問題はこれからのことだ。これほどの重荷を抱えて行くとは思わなかった。
「もう通院介助の闘いは終ってしまった。これからどうするかだ。マイナスを少なくするか、プラスを多くするか。得意な科目を勉強するか、不得意な科目を克服するか。両方は出来ない。俺は、利用者を綱引きするより、新たなプラス材料を見出してその方面へ打って出る方が有効だと思っている。先日のリハビリ経験者のヘルパー派遣。本格的なリハビリではなく、散歩や家事を一緒にする場合にどんなことがリハビリに有効性があるのかを知識としてもって居れば良い、という事なのでリハビリ助手でも良いと言われている。その適任者が居るし、精神障害の手帳をもらえないがそれに近い利用者についても対応できるヘルパーさんが居る。6月からそれぞれ数人紹介してくれるという。その方面からも新たな市場が開拓できる。また、支援費もあるし講習もある。ガイドヘルパー講習も出来るようになる。新たな事業がもっとあるかも知れない。そんなことを考えながら仕事をした方が楽しいと思っている。利用者が取ったの取られたのどうのこうのと言っても君達では勝負にならない、もう方向を転換して進めたらどうだ。」
「同じ考えです。分りました。」
夜も8時半近くだった。そのあと9時まで開いているスパーに買い物に行った。
ある欧米の世界一の信者数を誇る宗教のひとつの派の名を冠した施設に併設している居宅支援事業所の依頼が前記した精神の安定を目的とした援助を希望してきた。その様な援助を経験として積んで来たヘルパーさんは、なかなか居ない。

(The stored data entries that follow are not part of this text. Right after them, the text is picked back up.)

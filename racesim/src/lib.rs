pub mod core {
    pub mod ai;
    pub mod car;
    pub mod collision;
    pub mod cup;
    pub mod handle_race;
    pub mod input;
    pub mod parts;
    pub mod race;
    pub mod race_stats;
    pub mod session;
    pub mod shop;
    pub mod track;
}
pub mod error;
pub mod interfaces {
    pub mod hud_interface;
}
pub mod post {
    pub mod race_result;
}
pub mod pre {
    pub mod profile_store;
    pub mod read_sim_pars;
    pub mod sim_opts;
}
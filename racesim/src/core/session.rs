use crate::core::car::{ControllerKind, Vehicle, VehicleConfig};
use crate::core::cup::Cup;
use crate::core::parts::PartCatalog;
use crate::core::race::{Race, SimConstants};
use crate::core::track::{Track, GRID_SLOTS};
use crate::error::SetupError;
use crate::post::race_result::RaceResult;
use rand::rngs::StdRng;
use rand::seq::SliceRandom;
use rand::SeedableRng;
use serde::{Deserialize, Serialize};
use tracing::info;

/// Names handed out to the computer controlled cars.
pub const COMPUTER_NAMES: [&str; 7] = [
    "Brutus", "Rufus", "Gunther", "Grossini", "Helmut", "Angus", "Fred",
];

pub const DEFAULT_NO_OPPONENTS: usize = 2;

/// Profile is the persistent state of one player: the equipped parts and the money balance.
#[derive(Debug, Clone, PartialEq, Eq, Serialize, Deserialize)]
pub struct Profile {
    pub name: String,
    #[serde(default)]
    pub car: VehicleConfig,
    #[serde(default)]
    pub money: i64,
}

impl Profile {
    pub fn new(name: &str) -> Profile {
        Profile {
            name: name.to_owned(),
            car: VehicleConfig::default(),
            money: 0,
        }
    }
}

/// Session is the context a cup is driven in. Everything race construction needs is passed in
/// through it.
#[derive(Debug)]
pub struct Session {
    pub profile: Profile,
    pub catalog: PartCatalog,
    pub cup: Cup,
    pub opponents: Vec<String>,
    pub consts: SimConstants,
}

impl Session {
    /// new draws the opponent names without repetition. The number of opponents is capped by the
    /// available names and the grid slots left next to the player.
    pub fn new(
        profile: Profile,
        catalog: PartCatalog,
        cup: Cup,
        consts: SimConstants,
        no_opponents: usize,
        seed: Option<u64>,
    ) -> Session {
        let mut rng = match seed {
            Some(seed) => StdRng::seed_from_u64(seed),
            None => StdRng::from_entropy(),
        };

        let no_opponents = no_opponents.min(COMPUTER_NAMES.len()).min(GRID_SLOTS - 1);
        let opponents: Vec<String> = COMPUTER_NAMES
            .choose_multiple(&mut rng, no_opponents)
            .map(|name| name.to_string())
            .collect();

        info!(
            "Session for {} in cup {} against {:?}",
            profile.name, cup.name, opponents
        );

        Session {
            profile,
            catalog,
            cup,
            opponents,
            consts,
        }
    }

    /// build_race assembles the player car from the profile and the opponents with the default
    /// configuration. The player starts from the first grid slot.
    pub fn build_race(&self, track: Track) -> Result<Race, SetupError> {
        let mut cars = Vec::with_capacity(self.opponents.len() + 1);
        cars.push(Vehicle::from_config(
            &self.profile.name,
            &self.profile.car,
            &self.catalog,
            ControllerKind::Human,
        )?);

        let opponent_config = VehicleConfig::default();
        for name in self.opponents.iter() {
            cars.push(Vehicle::from_config(
                name,
                &opponent_config,
                &self.catalog,
                ControllerKind::Computer,
            )?);
        }

        Ok(Race::new(track, cars, self.consts.to_owned()))
    }

    pub fn record_result(&mut self, result: RaceResult) {
        self.cup.set_results_for_current_track(result);
    }

    /// finish_cup adds the player's podium payout to the profile and returns it.
    pub fn finish_cup(&mut self) -> Option<i64> {
        let payout = self.cup.payout_for(&self.profile.name, ControllerKind::Human)?;
        self.profile.money += payout;
        info!(
            "{} earned {} in cup {}, balance is now {}",
            self.profile.name, payout, self.cup.name, self.profile.money
        );
        Some(payout)
    }
}
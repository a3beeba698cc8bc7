use std::cmp::Ordering;
use std::error::Error;
use std::fmt;

/// InputValueError is used if some simulation option or parameter does not fulfill the posed
/// requirements, e.g., a time step size outside the allowed range.
#[derive(Debug, Clone)]
pub struct InputValueError;

impl fmt::Display for InputValueError {
    fn fmt(&self, f: &mut fmt::Formatter) -> fmt::Result {
        write!(f, "Invalid input value")
    }
}

impl Error for InputValueError {}

/// signum returns -1, 0 or 1 depending on the sign of x. Unlike `f64::signum`, zero (and NaN)
/// map to 0.
pub fn signum(x: f64) -> i32 {
    if x > 0.0 {
        1
    } else if x < 0.0 {
        -1
    } else {
        0
    }
}

/// ordinal converts a placement into its English ordinal form, e.g. 1 -> "1st", 12 -> "12th".
pub fn ordinal(n: usize) -> String {
    let suffix = match (n % 10, n % 100) {
        (_, 11..=13) => "th",
        (1, _) => "st",
        (2, _) => "nd",
        (3, _) => "rd",
        _ => "th",
    };
    format!("{}{}", n, suffix)
}

#[derive(Debug, Clone, Copy)]
pub enum SortOrder {
    Ascending,
    Descending,
}

/// argsort returns the indices that would sort an array. The sort is stable, i.e. equal values
/// keep their original relative order.
pub fn argsort<T: PartialOrd>(x: &[T], order: SortOrder) -> Vec<usize> {
    let mut indices: Vec<usize> = (0..x.len()).collect();
    let cmp = |a: &T, b: &T| a.partial_cmp(b).unwrap_or(Ordering::Equal);
    match order {
        SortOrder::Ascending => indices.sort_by(|&a, &b| cmp(&x[a], &x[b])),
        SortOrder::Descending => indices.sort_by(|&a, &b| cmp(&x[b], &x[a])),
    }
    indices
}

#[cfg(test)]
mod tests {
    use super::*;

    #[test]
    fn signum_maps_zero_to_zero() {
        assert_eq!(signum(0.0), 0);
        assert_eq!(signum(-0.0), 0);
        assert_eq!(signum(3.5), 1);
        assert_eq!(signum(-0.1), -1);
    }

    #[test]
    fn ordinals() {
        assert_eq!(ordinal(1), "1st");
        assert_eq!(ordinal(2), "2nd");
        assert_eq!(ordinal(3), "3rd");
        assert_eq!(ordinal(4), "4th");
        assert_eq!(ordinal(11), "11th");
        assert_eq!(ordinal(13), "13th");
        assert_eq!(ordinal(21), "21st");
    }

    #[test]
    fn argsort_is_stable() {
        let x = [3.0, 1.0, 3.0, 0.5];
        assert_eq!(argsort(&x, SortOrder::Ascending), vec![3, 1, 0, 2]);
        assert_eq!(argsort(&x, SortOrder::Descending), vec![0, 2, 1, 3]);
    }
}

ところが、うまい具合に先日ある利用者の子息が当社を訪れ、今まで長い間地域の人々に悩み事相談等をしながら生活をしていたという。
「今度、実家へ戻るに当たって福祉の仕事を通じて、今までと同じような仕事をしながら生活をしたい。」
簡単だがそんな依頼を受けた。その名刺には、多くの精神対話の資格と実績を裏付ける言葉が羅列していた。
精神障害の手帳を貰えない軽度の障害がある利用者への対応の依頼を受けた時に、その方の名前が浮かんで改めて名刺を引き出した。ところが、経歴の欄にその宗教の一派の名称と「牧師」とあった。
そのことが引っ掛かっていたので、メールで問題ないのか確認をした。返事がなかなか来なかった。遅い返事が来たが、はっきりと言わないで遠回しに、言葉汚く嫌な感じがしたがはっきりした返事ではないので、再度出来るかどうか確認した。
やはり、同じ宗教内でも宗派によってこれほど対立が激しいのかと思うくらいの文面で、断って来た。
同じ頃ケアマネジャーから、ヘルパーの資格を持っていないと困る、と返事が来た。私は、その様な方とヘルパーを同時に入れようとしていた。勿論、その方はボランティアだ。しかし、同時に断って来た。次善の提案として、民生委員など歴任したヘルパーさんを提案した。了解を頂いた。